> About this task
Check the data underneath for lines holding the word "version", and state only how many you find.

> Material to process
+--
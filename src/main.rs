//! `depscope`: aggregate a Node project's installed dependency tree into one
//! enriched record per package.
//!
//! # Flow
//! 1. Parse CLI arguments ([`cli`]) and initialise logging.
//! 2. Load config ([`config::load_config`]) and the root manifest ([`manifest`]).
//! 3. Detect workspace sub-packages ([`detector::detect_workspaces`]).
//! 4. Collect tree, audit and import data per directory ([`pipeline`], [`collect`], [`imports`]).
//! 5. Merge sub-packages when in workspace mode ([`workspace`]).
//! 6. Build the graph and classify every package ([`graph`], [`audit`], [`insight`], [`aggregate`]).
//! 7. Render the requested report ([`report`]).
//! 8. Exit `0`, or `1` when setup fails (no readable `package.json`, bad `--config`).

mod aggregate;
mod audit;
mod cli;
mod collect;
mod config;
mod detector;
mod error;
mod graph;
mod imports;
mod insight;
mod license;
mod manifest;
mod models;
mod pipeline;
mod report;
mod workspace;

use anyhow::Result;
use clap::Parser;
use colored::Colorize;
use tracing::info;
use tracing_subscriber::EnvFilter;

use cli::{Cli, ReportFormat};
use collect::CollectOptions;
use config::load_config;
use detector::detect_workspaces;
use manifest::Manifest;

#[tokio::main]
async fn main() {
    let cli = Cli::parse();
    init_logging(cli.verbose);

    if let Err(e) = run(cli).await {
        eprintln!("{} {:#}", "error:".red().bold(), e);
        std::process::exit(1);
    }
}

fn init_logging(verbose: u8) {
    let level = match verbose {
        0 => "warn",
        1 => "info",
        _ => "debug",
    };
    let filter = EnvFilter::try_from_default_env().unwrap_or_else(|_| EnvFilter::new(level));
    tracing_subscriber::fmt()
        .with_env_filter(filter)
        .with_writer(std::io::stderr)
        .with_target(false)
        .init();
}

async fn run(cli: Cli) -> Result<()> {
    // Resolve project path
    let path = cli
        .path
        .canonicalize()
        .unwrap_or_else(|_| cli.path.clone());

    let config = load_config(&path, cli.config.as_deref())?;
    let manifest = Manifest::load(&path)?;

    let mut opts = CollectOptions::from_tools(&config.tools);
    if cli.no_audit {
        opts.audit = false;
    }
    opts.tree_file = cli.tree_json.clone();
    opts.audit_file = cli.audit_json.clone();
    let scan_imports = !cli.no_imports;

    let members = if cli.no_workspaces || cli.uses_payload_files() {
        Vec::new()
    } else {
        detect_workspaces(&path, &manifest)
    };

    let report = if members.is_empty() {
        if !cli.quiet {
            eprintln!("  {} scanning {}", "→".cyan(), manifest.display_name());
        }
        pipeline::run_single(&path, manifest, &config, &opts, scan_imports).await
    } else {
        if !cli.quiet {
            eprintln!(
                "  {} workspace {} with {} packages",
                "→".cyan(),
                manifest.display_name(),
                members.len()
            );
        }
        pipeline::run_workspace(
            &path,
            &manifest,
            &members,
            &config,
            &opts,
            scan_imports,
            cli.quiet,
        )
        .await
    };
    info!(
        records = report.records.len(),
        errors = report.summary.errors.len(),
        "aggregation finished"
    );

    match cli.report {
        ReportFormat::Terminal => {
            report::terminal::render(&report, cli.verbose > 0, cli.quiet);
            if let Some(output) = &cli.output {
                report::write_json(&report, Some(output))?;
            }
        }
        ReportFormat::Json => report::write_json(&report, cli.output.as_deref())?,
    }

    Ok(())
}
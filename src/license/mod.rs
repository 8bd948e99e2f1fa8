//! License extraction and risk classification.
//!
//! - [`spdx`]: identifier table and free-text normalization.
//! - [`classifier`]: SPDX expression evaluation into a [`LicenseRisk`](crate::models::LicenseRisk).

pub mod classifier;
pub mod spdx;

use serde_json::Value;

/// License declared by an installed package manifest, in any of its shapes:
/// `"license": "MIT"`, `"license": { "type": "MIT" }`, or a legacy
/// `"licenses": [{ "type": "MIT" }, ...]` list (joined with `OR`).
pub fn extract_license(manifest: &Value) -> Option<String> {
    let single = |v: &Value| -> Option<String> {
        match v {
            Value::String(s) if !s.trim().is_empty() => Some(s.trim().to_string()),
            Value::Object(map) => map
                .get("type")
                .and_then(Value::as_str)
                .map(|s| s.trim().to_string())
                .filter(|s| !s.is_empty()),
            _ => None,
        }
    };

    if let Some(license) = manifest.get("license").and_then(single) {
        return Some(license);
    }
    match manifest.get("licenses") {
        Some(Value::Array(list)) => {
            let ids: Vec<String> = list.iter().filter_map(single).collect();
            if ids.is_empty() {
                None
            } else if ids.len() == 1 {
                ids.into_iter().next()
            } else {
                Some(format!("({})", ids.join(" OR ")))
            }
        }
        Some(other) => single(other),
        None => None,
    }
}
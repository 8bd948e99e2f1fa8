use std::collections::{BTreeSet, HashSet, VecDeque};

use super::{DependencyGraph, PackageNode};

/// Direct dependencies whose installation pulls `node` in.
///
/// A directly declared package is its own sole root cause. Otherwise walk parent
/// edges breadth-first, stopping at each directly declared parent. Sorted and
/// deduplicated.
pub fn trace_root_causes(
    node: &PackageNode,
    graph: &DependencyGraph,
    direct: &BTreeSet<String>,
) -> Vec<String> {
    if direct.contains(&node.name) {
        return vec![node.name.clone()];
    }

    let mut causes: BTreeSet<&str> = BTreeSet::new();
    let mut visited: HashSet<&str> = HashSet::new();
    visited.insert(node.id.as_str());
    let mut queue: VecDeque<&str> = node.parents.iter().map(String::as_str).collect();

    while let Some(id) = queue.pop_front() {
        if !visited.insert(id) || graph.anchors.contains(id) {
            continue;
        }
        let Some(parent) = graph.get(id) else {
            continue;
        };
        if direct.contains(&parent.name) {
            causes.insert(parent.name.as_str());
            continue;
        }
        queue.extend(
            parent
                .parents
                .iter()
                .map(String::as_str)
                .filter(|p| !visited.contains(p)),
        );
    }

    causes.into_iter().map(str::to_string).collect()
}

#[cfg(test)]
mod tests {
    use super::*;
    use crate::graph::tests::diamond_tree;
    use serde_json::json;

    fn names(list: &[&str]) -> BTreeSet<String> {
        list.iter().map(|s| s.to_string()).collect()
    }

    #[test]
    fn test_direct_is_its_own_root_cause() {
        let graph = DependencyGraph::from_tree(&diamond_tree());
        let direct = names(&["a", "c", "d"]);
        let c = graph.get("c@3.0.0").unwrap();
        assert_eq!(trace_root_causes(c, &graph, &direct), vec!["c"]);
    }

    #[test]
    fn test_transitive_stops_at_direct_parent() {
        let graph = DependencyGraph::from_tree(&diamond_tree());
        let direct = names(&["a", "c", "d"]);
        let b = graph.get("b@2.0.0").unwrap();
        assert_eq!(trace_root_causes(b, &graph, &direct), vec!["a"]);
    }

    #[test]
    fn test_closure_includes_every_direct_ancestor() {
        let graph = DependencyGraph::from_tree(&diamond_tree());
        // c not direct: both a (via b) and d pull it in
        let direct = names(&["a", "d"]);
        let c = graph.get("c@3.0.0").unwrap();
        assert_eq!(trace_root_causes(c, &graph, &direct), vec!["a", "d"]);
    }

    #[test]
    fn test_cycle_terminates() {
        let tree = json!({
            "dependencies": {
                "root": { "version": "1", "dependencies": {
                    "x": { "version": "1", "dependencies": {
                        "y": { "version": "1", "dependencies": { "x": { "version": "1" } } }
                    } }
                } }
            }
        });
        let graph = DependencyGraph::from_tree(&tree);
        let direct = names(&["root"]);
        let y = graph.get("y@1").unwrap();
        assert_eq!(trace_root_causes(y, &graph, &direct), vec!["root"]);
    }

    #[test]
    fn test_orphan_has_no_root_cause() {
        let tree = json!({ "dependencies": { "stray": { "version": "1" } } });
        let graph = DependencyGraph::from_tree(&tree);
        let stray = graph.get("stray@1").unwrap();
        assert!(trace_root_causes(stray, &graph, &BTreeSet::new()).is_empty());
    }
}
+--
> Task result
4